Neurosynchro is a small Python package for creating and using neural networks to quickly approximate the coefficients needed for fully-polarized synchrotron radiative transfer. It builds on the Keras deep learning library and is licensed under the MIT License.

This documentation refers to version 0.1 of neurosynchro.

Who It’s For

Neurosynchro solves a very specific problem.

You are a person that wants to perform some numerical radiative transfer of synchrotron radiation in the Stokes basis. In this problem, for each point in space you need to calculate eight matrix coefficients: three numbers describing emission (total intensity, linear polarization, and circular polarization), three describing absorption, and two “Faraday terms” (rotation of linear polarization, conversion of circular and linear).

You have a code, such as Rimphony or Symphony, that can calculate these numbers for you as a function of some input physical parameters such as an electron temperature or an energy power law index. You also have a code such as grtrans that can perform your radiative transfer integration in the Stokes basis.

The problem is that your synchrotron calculator code is very precise but it’s just too slow for your needs: you need to do lots of integrations for arbitrary input parameters, and things are taking too long.

Enter neurosynchro. This package provides a toolkit for training neural networks to quickly approximate the coefficients you need.
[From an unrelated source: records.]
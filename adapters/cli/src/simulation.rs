use snake_autopilot_core::{Command, Event};
use snake_autopilot_rendering::{
    ControlButton, FrameInput, GridPresentation, RecordingCue, Scene,
};
use snake_autopilot_system_navigator::{self as navigator, Navigator};
use snake_autopilot_world::{self as world, query, World};

use crate::settings::Settings;

/// Owns the authoritative world together with the systems that drive it.
#[derive(Debug)]
pub(crate) struct Simulation {
    world: World,
    navigator: Navigator,
}

impl Simulation {
    /// Creates a paused session seeded with `seed`.
    pub(crate) fn new(settings: &Settings, seed: u64) -> Self {
        let world = World::new(world::Config::new(seed).with_food_policy(settings.food_policy));
        let navigator = Navigator::new(navigator::Config::new(settings.tail_policy));
        Self { world, navigator }
    }

    /// Scene matching the freshly created session.
    pub(crate) fn initial_scene(&self) -> Scene {
        let mut scene = Scene::new(
            GridPresentation::standard(),
            query::body(&self.world).to_vec(),
            query::food(&self.world),
        );
        self.populate_scene(&mut scene, &[]);
        scene
    }

    /// Advances the session by one frame and refreshes the scene.
    pub(crate) fn update(&mut self, input: FrameInput, scene: &mut Scene) {
        let mut events = Vec::new();
        for command in commands_for(input) {
            events.extend(self.submit(command));
        }
        events.extend(self.submit(Command::Tick));

        self.populate_scene(scene, &events);
    }

    /// Applies `command` and every follow-up command produced by systems
    /// until the world settles, returning all emitted events.
    pub(crate) fn submit(&mut self, command: Command) -> Vec<Event> {
        let mut log = Vec::new();
        let mut pending = vec![command];

        while !pending.is_empty() {
            let mut follow_up = Vec::new();
            for command in pending.drain(..) {
                let mut events = Vec::new();
                world::apply(&mut self.world, command, &mut events);
                self.navigator.handle(
                    &events,
                    query::body(&self.world),
                    query::grid(&self.world),
                    &mut follow_up,
                );
                log.extend(events);
            }
            pending = follow_up;
        }

        log
    }

    fn populate_scene(&self, scene: &mut Scene, events: &[Event]) {
        scene.snake.clear();
        scene.snake.extend_from_slice(query::body(&self.world));
        scene.food = query::food(&self.world);
        scene.play_state = query::play_state(&self.world);
        scene.search_method = query::search_method(&self.world);
        scene.recording = recording_cue(events);
    }
}

/// Commands requested by the frame's input, search selection first.
pub(crate) fn commands_for(input: FrameInput) -> Vec<Command> {
    let mut commands = Vec::with_capacity(2);
    if let Some(method) = input.search_method {
        commands.push(Command::SelectSearchMethod { method });
    }
    if let Some(button) = input.button {
        commands.push(match button {
            ControlButton::Start => Command::Start,
            ControlButton::Pause => Command::Pause,
            ControlButton::Reset => Command::Reset,
        });
    }
    commands
}

/// Resets restart the recording and traps export it.
fn recording_cue(events: &[Event]) -> RecordingCue {
    RecordingCue {
        restart: events
            .iter()
            .any(|event| matches!(event, Event::GameReset { .. })),
        export: events
            .iter()
            .any(|event| matches!(event, Event::SnakeTrapped { .. })),
    }
}
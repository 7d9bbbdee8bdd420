use snake_autopilot_rendering_macroquad::captured_frame_from_bottom_up;

fn pixel(value: u8) -> [u8; 4] {
    [value, value, value, 255]
}

#[test]
fn rows_are_reordered_top_first() {
    let bottom_up: Vec<u8> = [pixel(1), pixel(2), pixel(3), pixel(4), pixel(5), pixel(6)]
        .concat();

    let frame = captured_frame_from_bottom_up(2, 3, &bottom_up);

    let expected: Vec<u8> = [pixel(5), pixel(6), pixel(3), pixel(4), pixel(1), pixel(2)].concat();
    assert_eq!(frame.width, 2);
    assert_eq!(frame.height, 3);
    assert_eq!(frame.rgba, expected);
}

#[test]
fn short_buffers_are_padded_to_full_frame() {
    let bottom_up: Vec<u8> = pixel(9).to_vec();

    let frame = captured_frame_from_bottom_up(1, 2, &bottom_up);

    assert_eq!(frame.rgba.len(), 8);
    assert_eq!(&frame.rgba[..4], &[0, 0, 0, 0]);
    assert_eq!(&frame.rgba[4..], &pixel(9));
}
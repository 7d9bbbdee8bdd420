#![deny(
    unsafe_code,
    missing_docs,
    dead_code,
    unused_results,
    non_snake_case,
    unreachable_pub
)]

//! Macroquad-backed rendering adapter for the snake autopilot.
//!
//! Macroquad's optional audio stack depends on native ALSA development
//! libraries, which are unavailable in the containerised CI environment.
//! The dependency is therefore declared without default features.
//!
//! Every frame the adapter polls input, lets the caller update the scene,
//! draws it, reads the framebuffer back and hands the pixels to a
//! [`FrameRecorder`]. Closing the window exports the recording first.

use anyhow::{Context, Result};
use glam::Vec2;
use log::{debug, log, Level};
use macroquad::input::{
    is_key_pressed, is_mouse_button_pressed, mouse_position, KeyCode, MouseButton,
};
use snake_autopilot_core::SearchMethod;
use snake_autopilot_rendering::{
    CapturedFrame, Color, FrameGovernor, FrameInput, FrameRecorder, Presentation, RenderingBackend,
    Scene,
};
use std::{
    sync::mpsc,
    thread,
    time::{Duration, Instant},
};

const FONT_SIZE: f32 = 24.0;

/// Level of the once-per-second frame rate line emitted when FPS reporting is on.
pub const FPS_LOG_LEVEL: Level = Level::Debug;

/// Snapshot of edge-triggered keyboard shortcuts observed during a single frame.
#[derive(Clone, Copy, Debug, Default, PartialEq, Eq)]
pub struct KeyboardShortcuts {
    /// `Escape` closes the window.
    pub quit_requested: bool,
    /// `B` selects breadth-first search.
    pub breadth_first: bool,
    /// `D` selects the depth-first label.
    pub depth_first: bool,
    /// `N` selects the bidirectional label.
    pub bidirectional: bool,
}

impl KeyboardShortcuts {
    fn poll() -> Self {
        Self {
            quit_requested: is_key_pressed(KeyCode::Escape),
            breadth_first: is_key_pressed(KeyCode::B),
            depth_first: is_key_pressed(KeyCode::D),
            bidirectional: is_key_pressed(KeyCode::N),
        }
    }

    /// Search label requested this frame, preferring `B` over `D` over `N`.
    #[must_use]
    pub fn search_method(&self) -> Option<SearchMethod> {
        if self.breadth_first {
            Some(SearchMethod::BreadthFirst)
        } else if self.depth_first {
            Some(SearchMethod::DepthFirst)
        } else if self.bidirectional {
            Some(SearchMethod::Bidirectional)
        } else {
            None
        }
    }
}

/// Translates raw observations into the adapter-agnostic frame input.
///
/// A click counts only when it lands inside one of the scene's buttons.
#[must_use]
pub fn frame_input_from_observations(
    scene: &Scene,
    cursor: Vec2,
    left_click: bool,
    shortcuts: KeyboardShortcuts,
) -> FrameInput {
    FrameInput {
        button: if left_click {
            scene.button_at(cursor)
        } else {
            None
        },
        search_method: shortcuts.search_method(),
    }
}

/// Converts a framebuffer read back bottom row first into a top-down [`CapturedFrame`].
///
/// Missing trailing bytes are padded with transparent black so the frame
/// always holds `width * height` pixels.
#[doc(hidden)]
#[must_use]
pub fn captured_frame_from_bottom_up(width: u32, height: u32, bytes: &[u8]) -> CapturedFrame {
    let stride = width as usize * 4;
    let mut rgba = Vec::with_capacity(stride * height as usize);

    for row in (0..height as usize).rev() {
        let start = (row * stride).min(bytes.len());
        let end = (start + stride).min(bytes.len());
        rgba.extend_from_slice(&bytes[start..end]);
        rgba.resize(rgba.len() + stride - (end - start), 0);
    }

    CapturedFrame {
        width,
        height,
        rgba,
    }
}

/// Baseline for text whose top edge sits at `top`.
fn text_baseline(top: f32) -> f32 {
    top + FONT_SIZE * 0.75
}

/// Rendering backend implemented on top of macroquad.
#[derive(Debug, Default)]
pub struct MacroquadBackend {
    swap_interval: Option<i32>,
    governor: Option<FrameGovernor>,
    show_fps: bool,
}

impl MacroquadBackend {
    /// Returns a backend that renders as often as the platform presents frames.
    #[must_use]
    pub fn new() -> Self {
        Self::default()
    }

    /// Configures the backend to request a specific swap interval from the platform.
    #[must_use]
    pub fn with_swap_interval(mut self, swap_interval: Option<i32>) -> Self {
        self.swap_interval = swap_interval;
        self
    }

    /// Caps the render loop using the provided governor.
    #[must_use]
    pub fn with_frame_governor(mut self, governor: FrameGovernor) -> Self {
        self.governor = Some(governor);
        self
    }

    /// Configures whether the backend logs frame rate measurements once per second.
    #[must_use]
    pub fn with_show_fps(mut self, show: bool) -> Self {
        self.show_fps = show;
        self
    }
}

#[derive(Debug, Default)]
struct FpsCounter {
    elapsed: Duration,
    frames: u32,
}

impl FpsCounter {
    /// Records a frame and returns the average rate once a full second has elapsed.
    fn record_frame(&mut self, frame: Duration) -> Option<f32> {
        self.elapsed += frame;
        self.frames = self.frames.saturating_add(1);

        if self.elapsed < Duration::from_secs(1) {
            return None;
        }

        let per_second = self.frames as f32 / self.elapsed.as_secs_f32();
        self.elapsed = Duration::ZERO;
        self.frames = 0;
        Some(per_second)
    }
}

impl RenderingBackend for MacroquadBackend {
    fn run<F, R>(self, presentation: Presentation, recorder: R, update_scene: F) -> Result<()>
    where
        F: FnMut(FrameInput, &mut Scene) + 'static,
        R: FrameRecorder + 'static,
    {
        let Self {
            swap_interval,
            governor,
            show_fps,
        } = self;

        let Presentation {
            window_title,
            clear_color,
            scene,
        } = presentation;

        let mut config = macroquad::window::Conf {
            window_title,
            window_width: scene.grid.width() as i32,
            window_height: scene.grid.height() as i32,
            window_resizable: false,
            ..macroquad::window::Conf::default()
        };
        if let Some(swap_interval) = swap_interval {
            config.platform.swap_interval = Some(swap_interval);
        }

        let (exit_sender, exit_receiver) = mpsc::channel::<Result<()>>();

        macroquad::Window::from_config(config, async move {
            let outcome = drive(
                scene,
                clear_color,
                governor,
                show_fps,
                recorder,
                update_scene,
            )
            .await;
            let _ = exit_sender.send(outcome);
        });

        exit_receiver.recv().unwrap_or_else(|_| Ok(()))
    }
}

async fn drive<F, R>(
    mut scene: Scene,
    clear_color: Color,
    governor: Option<FrameGovernor>,
    show_fps: bool,
    mut recorder: R,
    mut update_scene: F,
) -> Result<()>
where
    F: FnMut(FrameInput, &mut Scene),
    R: FrameRecorder,
{
    macroquad::input::prevent_quit();

    let background = to_macroquad_color(clear_color);
    let mut fps_counter = FpsCounter::default();
    let mut last_frame = Instant::now();

    loop {
        let frame_start = Instant::now();
        let shortcuts = KeyboardShortcuts::poll();
        if shortcuts.quit_requested || macroquad::input::is_quit_requested() {
            export_recording(&mut recorder)?;
            break;
        }

        let (cursor_x, cursor_y) = mouse_position();
        let input = frame_input_from_observations(
            &scene,
            Vec2::new(cursor_x, cursor_y),
            is_mouse_button_pressed(MouseButton::Left),
            shortcuts,
        );
        update_scene(input, &mut scene);

        if scene.recording.restart {
            recorder.clear();
        }

        macroquad::window::clear_background(background);
        draw_scene(&scene);

        recorder
            .record(capture_screen())
            .context("failed to record frame")?;
        if scene.recording.export {
            export_recording(&mut recorder)?;
        }

        if let Some(governor) = governor {
            let remaining = governor.remaining(frame_start.elapsed());
            if !remaining.is_zero() {
                thread::sleep(remaining);
            }
        }

        let now = Instant::now();
        if let Some(per_second) = fps_counter.record_frame(now - last_frame) {
            if show_fps {
                log!(
                    FPS_LOG_LEVEL,
                    "FPS: {per_second:.2} ({} frames captured)",
                    recorder.frame_count()
                );
            }
        }
        last_frame = now;

        macroquad::window::next_frame().await;
    }

    Ok(())
}

fn export_recording<R: FrameRecorder>(recorder: &mut R) -> Result<()> {
    let frames = recorder.frame_count();
    if let Some(path) = recorder.export().context("failed to export recording")? {
        debug!("exported {frames} frames to {}", path.display());
    }
    Ok(())
}

fn capture_screen() -> CapturedFrame {
    let image = macroquad::texture::get_screen_data();
    captured_frame_from_bottom_up(image.width() as u32, image.height() as u32, &image.bytes)
}

fn draw_scene(scene: &Scene) {
    let snake_color = to_macroquad_color(scene.snake_color);
    for &cell in &scene.snake {
        let rect = scene.grid.cell_rect(cell);
        macroquad::shapes::draw_rectangle(rect.x, rect.y, rect.width, rect.height, snake_color);
    }

    let food = scene.grid.cell_rect(scene.food);
    macroquad::shapes::draw_rectangle(
        food.x,
        food.y,
        food.width,
        food.height,
        to_macroquad_color(scene.food_color),
    );

    for button in &scene.buttons {
        let rect = button.rect;
        macroquad::shapes::draw_rectangle(
            rect.x,
            rect.y,
            rect.width,
            rect.height,
            to_macroquad_color(button.fill),
        );
        let _ = macroquad::text::draw_text(
            button.button.label(),
            rect.x + button.label_offset.x,
            text_baseline(rect.y + button.label_offset.y),
            FONT_SIZE,
            to_macroquad_color(button.label_color),
        );
    }

    let instruction_color = to_macroquad_color(scene.instruction_color);
    for line in &scene.instructions {
        let _ = macroquad::text::draw_text(
            &line.text,
            line.position.x,
            text_baseline(line.position.y),
            FONT_SIZE,
            instruction_color,
        );
    }
}

fn to_macroquad_color(color: Color) -> macroquad::color::Color {
    macroquad::color::Color::new(color.red, color.green, color.blue, color.alpha)
}

#[cfg(test)]
mod tests {
    use super::*;
    use snake_autopilot_core::Cell;
    use snake_autopilot_rendering::{ControlButton, GridPresentation};

    fn scene() -> Scene {
        Scene::new(
            GridPresentation::standard(),
            vec![Cell::new(15, 10)],
            Cell::new(3, 3),
        )
    }

    #[test]
    fn click_inside_button_selects_it() {
        let input = frame_input_from_observations(
            &scene(),
            Vec2::new(120.0, 20.0),
            true,
            KeyboardShortcuts::default(),
        );

        assert_eq!(input.button, Some(ControlButton::Pause));
        assert_eq!(input.search_method, None);
    }

    #[test]
    fn hovering_without_click_selects_nothing() {
        let input = frame_input_from_observations(
            &scene(),
            Vec2::new(120.0, 20.0),
            false,
            KeyboardShortcuts::default(),
        );

        assert_eq!(input, FrameInput::default());
    }

    #[test]
    fn click_on_grid_is_ignored() {
        let input = frame_input_from_observations(
            &scene(),
            Vec2::new(300.0, 200.0),
            true,
            KeyboardShortcuts::default(),
        );

        assert_eq!(input.button, None);
    }

    #[test]
    fn search_shortcuts_map_to_labels() {
        let shortcuts = KeyboardShortcuts {
            bidirectional: true,
            ..KeyboardShortcuts::default()
        };
        assert_eq!(shortcuts.search_method(), Some(SearchMethod::Bidirectional));

        let shortcuts = KeyboardShortcuts {
            depth_first: true,
            bidirectional: true,
            ..KeyboardShortcuts::default()
        };
        assert_eq!(shortcuts.search_method(), Some(SearchMethod::DepthFirst));

        let shortcuts = KeyboardShortcuts {
            breadth_first: true,
            depth_first: true,
            ..KeyboardShortcuts::default()
        };
        assert_eq!(shortcuts.search_method(), Some(SearchMethod::BreadthFirst));
        assert_eq!(KeyboardShortcuts::default().search_method(), None);
    }

    #[test]
    fn fps_counter_reports_once_per_second() {
        let mut counter = FpsCounter::default();

        for _ in 0..9 {
            assert_eq!(counter.record_frame(Duration::from_millis(100)), None);
        }
        let rate = counter
            .record_frame(Duration::from_millis(100))
            .expect("a full second elapsed");
        assert!((rate - 10.0).abs() < 1e-3);
        assert_eq!(counter.record_frame(Duration::from_millis(100)), None);
    }

    #[test]
    fn text_baseline_sits_below_top_edge() {
        assert_eq!(text_baseline(15.0), 33.0);
    }
}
Once you’ve trained your network, you can get very good approximations of the necessary coefficients really quickly — something like 10,000 times faster than the detailed calculations.

Tutorial, AKA, How to Use It

There are three main ways that you might use neurosynchro:

  1. You might have the data files for a useful, trained neural network on hand. In this case, all you need to do is load it up and use it. We have provided sample trained neural networks for download — the above page walks you through downloading them. So, this is the quickest way to get started.
  2. You might have a training set on hand, but not have created your neural networks. In this case, you need to go through the process of training a new set of neural networks. Once again, an example training set is available for download. The training takes a few dozen core-hours of CPU time, so it can take a little while.
  3. Finally, if you are investigating a new or unusual region of parameter space, you might not even have an existing training set to work with. In this case you will need to start at the very beginning by making your own training set. How you do so is beyond the purview of neurosynchro, but in the above pages we document the format that the training data must obey.

Or, to break down the various steps in roughly sequential order:

Python API Reference

In most cases, the only part of the Python API that you will care about is the neurosynchro.impl.PhysicalApproximator class — this is the class that loads up a neural network and computes coefficients for you. The rest of neurosynchro’s functionality is best accessed through the command-line interface neurosynchro, rather than directly using the Python code. As such, many internal parts of the code are not documented.

Contributing to the Project

Contributions are welcome! See the file attached to the project’s GitHub repository. The goal is to run the project with standard open-source best practices. We do wish to call your attention to the code of conduct, however. Participation in the project is contingent on abiding by the code in both letter and spirit.